> [PROBLEM STATEMENT]
Please copy each line of the data that includes the string "Some".

THE DATA START

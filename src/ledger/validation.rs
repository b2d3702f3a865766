use rust_decimal::{Decimal, RoundingStrategy};

use crate::errors::ValidationError;

pub const DEFAULT_CATEGORY: &str = "Other";
pub const DEFAULT_SOURCE: &str = "Other";
pub const DEFAULT_PAYMENT_METHOD: &str = "Unknown";

/// Number of fractional digits kept for every amount.
pub const CENT_SCALE: u32 = 2;

/// Largest amount a single record may carry: 1,000,000,000,000.00.
pub const MAX_AMOUNT: Decimal = Decimal::from_parts(3_567_587_328, 232, 0, false, 0);

/// Rounds to cents; the rounded value is what gets stored and persisted.
pub fn round_cents(amount: Decimal) -> Decimal {
    amount.round_dp_with_strategy(CENT_SCALE, RoundingStrategy::MidpointAwayFromZero)
}

pub fn validate_amount(amount: Decimal) -> Result<Decimal, ValidationError> {
    let rounded = round_cents(amount);
    if rounded <= Decimal::ZERO {
        return Err(ValidationError::NonPositiveAmount(amount));
    }
    if rounded > MAX_AMOUNT {
        return Err(ValidationError::AmountTooLarge(amount));
    }
    Ok(rounded)
}

pub fn validate_description(description: &str) -> Result<String, ValidationError> {
    let trimmed = description.trim();
    if trimmed.is_empty() {
        return Err(ValidationError::EmptyDescription);
    }
    Ok(trimmed.to_string())
}

/// Trims `value`, falling back to `default` when absent or blank.
pub fn or_default(value: Option<&str>, default: &str) -> String {
    match value.map(str::trim) {
        Some(text) if !text.is_empty() => text.to_string(),
        _ => default.to_string(),
    }
}

#[cfg(test)]
mod tests {
    use super::*;
    use std::str::FromStr;

    fn dec(value: &str) -> Decimal {
        Decimal::from_str(value).unwrap()
    }

    #[test]
    fn amounts_are_rounded_to_cents() {
        assert_eq!(validate_amount(dec("10.005")).unwrap(), dec("10.01"));
        assert_eq!(validate_amount(dec("3")).unwrap(), dec("3.00"));
    }

    #[test]
    fn amounts_that_round_to_zero_are_rejected() {
        assert_eq!(
            validate_amount(dec("0.004")),
            Err(ValidationError::NonPositiveAmount(dec("0.004")))
        );
        assert!(validate_amount(dec("-5")).is_err());
    }

    #[test]
    fn amounts_above_the_cap_are_rejected() {
        assert_eq!(MAX_AMOUNT, dec("1000000000000"));
        assert_eq!(validate_amount(MAX_AMOUNT).unwrap(), MAX_AMOUNT);
        assert_eq!(
            validate_amount(dec("1000000000000.01")),
            Err(ValidationError::AmountTooLarge(dec("1000000000000.01")))
        );
        assert!(validate_amount(dec("50000000000000000000000000000")).is_err());
    }

    #[test]
    fn blank_text_uses_default() {
        assert_eq!(or_default(None, DEFAULT_CATEGORY), "Other");
        assert_eq!(or_default(Some("   "), DEFAULT_PAYMENT_METHOD), "Unknown");
        assert_eq!(or_default(Some(" Card "), DEFAULT_PAYMENT_METHOD), "Card");
    }

    #[test]
    fn description_is_trimmed() {
        assert_eq!(validate_description("  Rent ").unwrap(), "Rent");
        assert_eq!(
            validate_description(" \t"),
            Err(ValidationError::EmptyDescription)
        );
    }
}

THE DATA END

> [REPLY TO THE TASK]
        Some(text) if !text.is_empty() => text.to_string(),
        assert_eq!(or_default(Some("   "), DEFAULT_PAYMENT_METHOD), "Unknown");
        assert_eq!(or_default(Some(" Card "), DEFAULT_PAYMENT_METHOD), "Card");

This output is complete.